We have reached an amazing new stage with Revive. While we have always wanted to reach out the truth is we have always been like a hospital for people with heart conditions – people who have been hurt by church, people who have asked too many questions of their churches and come unstuck – but now they are finding 'real' church again. This has always been the main way that the community has grown and sustained itself.
At the moment we feel less like a hospice and more like a hospital, where people are actually getting well! We have been quite well known in the past for writing quite melancholy songs, but at the moment we are having to write songs of faith, hope and love because as a community we are finding out feet and want to be more positive.
Left Bank has a chequered history. It is a long time since it was full, if it ever was.
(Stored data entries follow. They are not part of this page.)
//! Logging initialization.

use std::io;

use tracing::*;
use tracing_appender::rolling::RollingFileAppender;
use tracing_subscriber::{
    fmt::{layer, writer::BoxMakeWriter},
    layer::SubscriberExt,
    util::{SubscriberInitExt, TryInitError},
    EnvFilter, Layer,
};

use super::types::LoggerConfig;

/// Initializes the logging subsystem with the provided config.
///
/// # Panics
///
/// If a global subscriber was already installed.
pub fn init(config: LoggerConfig) {
    if let Err(err) = try_init(config) {
        panic!("init: failed to install logging subscriber: {err}");
    }
}

/// Like [`init`], but reports an already-installed subscriber as an error.
pub fn try_init(config: LoggerConfig) -> Result<(), TryInitError> {
    // INFO unless overridden via RUST_LOG.
    let filt = EnvFilter::builder()
        .with_default_directive(Level::INFO.into())
        .from_env_lossy();

    let writer = if config.stdout_config.use_stderr {
        BoxMakeWriter::new(io::stderr)
    } else {
        BoxMakeWriter::new(io::stdout)
    };

    let stdout_sub = if config.stdout_config.json_format {
        layer()
            .json()
            .with_writer(writer)
            .with_span_events(config.stdout_config.fmt_span.clone())
            .with_filter(filt.clone())
            .boxed()
    } else {
        layer()
            .compact()
            .with_writer(writer)
            .with_span_events(config.stdout_config.fmt_span.clone())
            .with_filter(filt.clone())
            .boxed()
    };

    let file_layer = config.file_logging_config.as_ref().map(|file_config| {
        let file_appender = RollingFileAppender::new(
            file_config.rotation.clone(),
            &file_config.directory,
            &file_config.file_name_prefix,
        );

        if file_config.json_format {
            layer()
                .json()
                .with_writer(file_appender)
                .with_ansi(false)
                .with_filter(filt.clone())
                .boxed()
        } else {
            layer()
                .compact()
                .with_writer(file_appender)
                .with_ansi(false)
                .with_filter(filt.clone())
                .boxed()
        }
    });

    tracing_subscriber::registry()
        .with(stdout_sub)
        .with(file_layer)
        .try_init()?;

    info!(
        service_name = %config.service_name,
        file_logging = config.file_logging_config.is_some(),
        "logging initialized"
    );
    Ok(())
}
use arbitrary::Arbitrary;
use borsh::{BorshDeserialize, BorshSerialize};
use rollup_checkpoint_types::{BatchAddress, FraudProof, ValidatorId};
use rollup_crypto::{pubkey_from_secret, sign_schnorr_sig, SchnorrError};
use rollup_primitives::{hash, Buf32, Buf64};
use serde::{Deserialize, Serialize};

/// Domain separation tag for instruction signatures.
pub const INSTRUCTION_SIGHASH_TAG: &[u8] = b"rollup-instruction";

#[derive(
    Clone, Debug, PartialEq, Eq, Arbitrary, BorshDeserialize, BorshSerialize, Deserialize, Serialize,
)]
#[serde(tag = "type", rename_all = "snake_case")]
pub enum Instruction {
    /// Commit the leaf for the next batch.
    SubmitStateCommitment {
        batch_number: u64,
        leaf: Buf32,
        previous_reference: Option<BatchAddress>,
    },

    /// Dispute the leaf committed for a batch.
    ProcessFraudProof {
        batch_number: u64,
        leaf: Buf32,
        proof_elements: Vec<Buf32>,
    },
}

impl Instruction {
    pub fn fraud_proof(proof: FraudProof) -> Self {
        Self::ProcessFraudProof {
            batch_number: proof.batch_number(),
            leaf: *proof.asserted_leaf(),
            proof_elements: proof.proof_elements().to_vec(),
        }
    }

    /// Message the signer commits to.
    pub fn sighash(&self) -> Buf32 {
        hash::tagged(
            INSTRUCTION_SIGHASH_TAG,
            &[hash::compute_borsh_hash(self).as_slice()],
        )
    }
}

#[derive(
    Clone, Debug, PartialEq, Eq, Arbitrary, BorshDeserialize, BorshSerialize, Deserialize, Serialize,
)]
pub struct SignedInstruction {
    instruction: Instruction,
    signer: ValidatorId,
    signature: Buf64,
}

impl SignedInstruction {
    pub fn new(instruction: Instruction, signer: ValidatorId, signature: Buf64) -> Self {
        Self {
            instruction,
            signer,
            signature,
        }
    }

    /// Signs `instruction` with the given secret key.
    pub fn sign(instruction: Instruction, sk: &Buf32) -> Result<Self, SchnorrError> {
        let signer = ValidatorId::new(pubkey_from_secret(sk)?);
        let signature = sign_schnorr_sig(&instruction.sighash(), sk)?;
        Ok(Self::new(instruction, signer, signature))
    }

    pub fn instruction(&self) -> &Instruction {
        &self.instruction
    }

    pub fn signer(&self) -> &ValidatorId {
        &self.signer
    }

    pub fn signature(&self) -> &Buf64 {
        &self.signature
    }
}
Changing demographics in the area – first Irish Catholics, then Pakistani Muslims – mean that there was never a large congregation. And it means that the building doesn't have a place in the heart of the community, even though it is the largest building by some way. Most people who visit Left Bank have never been in it when it was a church, which has turned out to be a great help to us as people don't immediately associate it with religion. This new phase in the life of the building is fulfilling the vision of the original church in new ways, as well as the vision of Revive.